McCormick arrived in Washington, D.C., in the middle of the 1930s, where, after working for some time for a local radio station, joined Mutual in 1935.

McCormick became a top executive of Mutual.

===NBC-TV===
McCormick became a host of two shows on the NBC-TV in 1954, "The American Forum" and "Youth Wants To Know", where Stephen J. McCormick found his style as "neutral moderator", he explained that in the interview for the Washington Post in 1956: "The moderator must be neutral, ...no public affairs discussion program can last for very long if word gets around that the moderator favors one point of view. Guests will just refuse to take part in the show".

In "Youth Wants To Know", McCormick interviewed John F. Kennedy, who was that time Democratic Party Senator representing Massachusetts. McCormick asked John F. Kennedy if he consider to accept an offer be as a candidate on the vice president office, about that Kennedy answered: "I think it's a bad idea in politics and every other kind of job to accept or refuse things which have not and probably will not be offered to you,.. I suppose it's like saying to a girl, 'If I asked you to marry me, and I'm not asking you to marry me, would you marry me?' I suppose, when the time comes, we can make a better judgment on it." On what McCormick responded humorously: "I wouldn't be surprised, after reading about you for many years, Senator, if we had a lot of girls who were thinking of marrying you."

===World War II===

McCormick had a service in the Army in the Pacific during World War II and was awarded with the Bronze Star Medal for the Battle of Saipan.

===Marriage===
McCormick was on the air with Mutual broadcasting of the draft lottery (see photograph above), when his aid asked him what is his number, McCormick answered: "It's 105" — "Well, they just pulled your number out of the bowl. You're in the Army," — said his aid. Then McCormick served in the US Army and occurred in the Pacific Ocean during World War II.
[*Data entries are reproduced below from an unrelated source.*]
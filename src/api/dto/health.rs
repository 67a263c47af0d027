//! DTOs for health check endpoint.

use serde::Serialize;

/// Health check response with component status.
#[derive(Debug, Serialize)]
pub struct HealthResponse {
    pub status: String,
    pub version: String,
    pub checks: HealthChecks,
}

/// Health status for each system component.
#[derive(Debug, Serialize)]
pub struct HealthChecks {
    pub cache: CheckStatus,
    pub rate_limiter: CheckStatus,
}

/// Individual component health status.
#[derive(Debug, Serialize)]
pub struct CheckStatus {
    pub status: String,

    #[serde(skip_serializing_if = "Option::is_none")]
    pub message: Option<String>,
}
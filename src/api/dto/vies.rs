//! DTOs for the VIES VAT validation endpoints.

use regex::Regex;
use serde::Deserialize;
use std::sync::LazyLock;
use validator::Validate;

use crate::infrastructure::providers::vies::VatRequest;

/// Country prefix followed by 2 to 13 alphanumerics.
static VAT_REGEX: LazyLock<Regex> =
    LazyLock::new(|| Regex::new(r"^[A-Z]{2}[A-Z0-9]{2,13}$").unwrap());

/// VAT check input, from query string or JSON body.
#[derive(Debug, Deserialize, Validate)]
#[serde(rename_all = "camelCase")]
pub struct VatParams {
    #[serde(deserialize_with = "super::trim::upper")]
    #[validate(regex(path = "*VAT_REGEX", message = "Invalid VAT number"))]
    pub vat: String,

    #[serde(default, deserialize_with = "super::trim::option")]
    #[validate(length(max = 200))]
    pub trader_name: Option<String>,

    #[serde(default, deserialize_with = "super::trim::option")]
    #[validate(length(max = 300))]
    pub trader_address: Option<String>,
}

impl From<VatParams> for VatRequest {
    fn from(params: VatParams) -> Self {
        Self {
            vat: params.vat,
            trader_name: params.trader_name,
            trader_address: params.trader_address,
        }
    }
}

#[cfg(test)]
mod tests {
    use super::*;
    use serde_json::json;

    #[test]
    fn test_vat_is_normalized() {
        let body = json!({ "vat": " fr40303265045 ", "traderName": "  " });
        let params: VatParams = serde_json::from_value(body).unwrap();
        assert!(params.validate().is_ok());

        let request = VatRequest::from(params);
        assert_eq!(request.vat, "FR40303265045");
        assert_eq!(request.trader_name, None);
    }

    #[test]
    fn test_malformed_vat() {
        for vat in ["", "FR", "F1234", "123456789", "FR1", "FR12345678901234", "FR-1234"] {
            let params: VatParams = serde_json::from_value(json!({ "vat": vat })).unwrap();
            assert!(params.validate().is_err(), "{vat:?} should be rejected");
        }
    }
}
During World War II, his future wife Theodora "Theo" McCormick was serving as an Armed Forces Radio Service (AFRS) host of the show "Red Cross Music Canteen of the Air" in the Saipan, they met first in Honolulu, then in Saipan, and married in December 1945.

===Television career===
He played, in the 1950s, himself as a correspondent, in "It Happened to Jane", a comedy with Doris Day and Jack Lemmon.

===Again radio===
McCormick returned to work on Mutual in Washington in the 1960s as a vice president, working as on news and interview until the 1970s. He was a producer and director of coverage of Project Gemini, Apollo program, Project Mercury for Mutual.

===Death===
Stephen J. McCormick died November 30, 2011, in the Bar Harbor, Maine, from congestive heart failure.